愛媛県ではもともと加温ハウスで栽培されていたアンコールやマーコットに代わる品種として導入した農家が多く、最初は加温のハウス栽培が多かった。
「せとかが普及していった平成10年代は、冬も温暖な年が続きました。そこで、露地栽培でも大丈夫ではないかと農家が露地栽培へ移行していったところがありました。ところが、平成20年代には厳しい寒波の襲来が数年続き、露地のせとかが被害を受けたんです。1年かけて生産したものが温度が極端に下がると1日で台無しになりますから、凍結が何年か続き、ほかの品種に切り替えた農家もいたようです」(藤原さん)
技術向上につながる施設栽培
施設を使えば、露地に比べて温度やかん水量などをコントロールしやすくなる。たとえばハウスミカンは、生育の段階に応じて1度単位で温度を上げる、下げるといったことが決まっており「なぜこういう上げ下げの仕方をしなければならないのか理解するために、かなり勉強している農家が多いです」(藤原さん)。
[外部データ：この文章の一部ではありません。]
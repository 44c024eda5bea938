//! Rule-based classifier
//!
//! Single-attribute rule induction (1R): every feature proposes a rule
//! set mapping its values to the majority class, and the feature with
//! the lowest training error wins. Numeric features are discretized
//! into equal-frequency bins; missing values get a bucket of their own.

use ndarray::{Array1, Array2, ArrayView1};
use serde::{Deserialize, Serialize};

use crate::dataset::Dataset;
use crate::error::{ModelyardError, Result};
use crate::schema::AttributeKind;

const MAX_BINS: usize = 6;

#[derive(Debug, Clone, Serialize, Deserialize)]
pub struct RuleClassifier {
    feature: usize,
    /// Bin edges for a numeric winning feature; empty for categorical
    thresholds: Vec<f64>,
    /// Class counts per bucket; the last bucket collects missing values
    buckets: Vec<Vec<f64>>,
    /// Class counts over the whole training set, the default rule
    default_counts: Vec<f64>,
    n_classes: usize,
    fitted: bool,
}

impl Default for RuleClassifier {
    fn default() -> Self {
        Self::new()
    }
}

impl RuleClassifier {
    pub fn new() -> Self {
        Self {
            feature: 0,
            thresholds: Vec::new(),
            buckets: Vec::new(),
            default_counts: Vec::new(),
            n_classes: 0,
            fitted: false,
        }
    }

    pub fn fit(&mut self, data: &Dataset) -> Result<()> {
        let n_classes = data.schema().class_labels()?.len();
        let (x, y) = data.labeled()?;
        self.n_classes = n_classes;

        self.default_counts = vec![0.0; n_classes];
        for &label in &y {
            self.default_counts[label] += 1.0;
        }

        let kinds: Vec<&AttributeKind> = data.schema().features().map(|a| &a.kind).collect();

        let mut best: Option<(usize, Vec<f64>, Vec<Vec<f64>>, usize)> = None;
        for (j, kind) in kinds.iter().enumerate() {
            let thresholds = match kind {
                AttributeKind::Numeric => numeric_thresholds(&x, j),
                AttributeKind::Categorical { .. } => Vec::new(),
            };
            let n_buckets = match kind {
                AttributeKind::Numeric => thresholds.len() + 2, // bins + missing
                AttributeKind::Categorical { domain } => domain.len() + 1,
            };
            let mut buckets = vec![vec![0.0f64; n_classes]; n_buckets];
            for (i, &label) in y.iter().enumerate() {
                let bucket = bucket_of(x[[i, j]], &thresholds, n_buckets);
                buckets[bucket][label] += 1.0;
            }
            // Training error: rows not matching their bucket's majority class
            let errors: f64 = buckets
                .iter()
                .map(|counts| {
                    let total: f64 = counts.iter().sum();
                    total - counts.iter().cloned().fold(0.0, f64::max)
                })
                .sum();
            let better = match &best {
                None => true,
                Some((_, _, _, best_errors)) => (errors as usize) < *best_errors,
            };
            if better {
                best = Some((j, thresholds, buckets, errors as usize));
            }
        }

        let (feature, thresholds, buckets, _) = best.ok_or_else(|| {
            ModelyardError::Dataset("dataset has no feature attributes".to_string())
        })?;
        self.feature = feature;
        self.thresholds = thresholds;
        self.buckets = buckets;
        self.fitted = true;
        Ok(())
    }

    pub fn predict_distribution(&self, row: ArrayView1<f64>) -> Result<Array1<f64>> {
        if !self.fitted {
            return Err(ModelyardError::Validation(
                "classifier is not fitted".to_string(),
            ));
        }
        let v = row.get(self.feature).copied().unwrap_or(f64::NAN);
        let bucket = bucket_of(v, &self.thresholds, self.buckets.len());
        let counts = &self.buckets[bucket];
        let total: f64 = counts.iter().sum();
        // Empty bucket falls back to the default rule; Laplace smoothing
        // keeps every class reachable either way
        let source = if total > 0.0 { counts } else { &self.default_counts };
        let smoothed: Vec<f64> = source.iter().map(|&c| c + 1.0).collect();
        let sum: f64 = smoothed.iter().sum();
        Ok(Array1::from_iter(smoothed.iter().map(|&c| c / sum)))
    }
}

/// Equal-frequency bin edges over the non-missing values of one column.
fn numeric_thresholds(x: &Array2<f64>, feature: usize) -> Vec<f64> {
    let mut values: Vec<f64> = x
        .column(feature)
        .iter()
        .copied()
        .filter(|v| !v.is_nan())
        .collect();
    values.sort_by(|a, b| a.partial_cmp(b).unwrap_or(std::cmp::Ordering::Equal));
    values.dedup();
    if values.len() < 2 {
        return Vec::new();
    }
    let n_bins = MAX_BINS.min(values.len());
    let mut thresholds = Vec::with_capacity(n_bins - 1);
    for k in 1..n_bins {
        let idx = k * values.len() / n_bins;
        let edge = (values[idx - 1] + values[idx.min(values.len() - 1)]) / 2.0;
        if thresholds.last() != Some(&edge) {
            thresholds.push(edge);
        }
    }
    thresholds
}

/// Bucket index for a value: threshold bins for numeric features, the
/// domain index for categorical ones, the final bucket for missing.
fn bucket_of(v: f64, thresholds: &[f64], n_buckets: usize) -> usize {
    if v.is_nan() {
        return n_buckets - 1;
    }
    if thresholds.is_empty() {
        // Categorical: value is a domain index; out-of-domain joins missing
        let idx = v as usize;
        if idx < n_buckets - 1 {
            idx
        } else {
            n_buckets - 1
        }
    } else {
        thresholds.iter().take_while(|&&t| v > t).count()
    }
}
露地栽培だと、出荷時の品質は天候に左右されやすい。その点「施設栽培では言い訳できない部分があります。腹をくくってやるという意味では、施設栽培に取り組むことはいいこと」と藤原さんは話す。
「施設栽培は、技術の凝縮されたものであり、挑戦することで経験値が高まるのは間違いありません。そこで培った技術は露地で応用が利く場合もありますから、若いうちに施設栽培にトライしていくのは非常にいいことだと考えます」
異常気象が露地栽培の不安要素
愛媛県は、中晩柑を今後も農業産出の柱となる農産物として位置付けている。より高収益な品種の栽培が増える流れのなかで、施設栽培の重要性は一層高まっていくはずだ。
藤原さんは近年の異常気象も施設栽培を拡大する一因になり得ると指摘する。柑橘は、収穫量の多い表年と少ない裏年で差が出る「隔年結果」が起きやすいが、これまで産地で培われた栽培技術に基づいて基本的な管理をすれば「連年安定生産」が可能という。
「一方、連年安定生産をするうえで気がかりなのが、ここ最近の気象ですね。春先から収穫まで、豪雨や寒波といった極端な気象状況が続いています。いくら農家が基本管理を徹底して、十分良いものを収穫できる予定であったとしても、一瞬で状況が変わってしまうんです」
とくに寒さは、先に紹介したせとかのように収穫間際の果実を一晩で台無しにしてしまう。「そういうことも加味して考えると、露地栽培はこの厳しい環境のなかで、徐々に作りにくくなってきているのかな」と藤原さん。
今は資材が高騰し、施設への新たな設備投資がしにくい状況にある。だが、長期的に見れば施設栽培の重要性は愛媛県においてより高まっていくのだろう。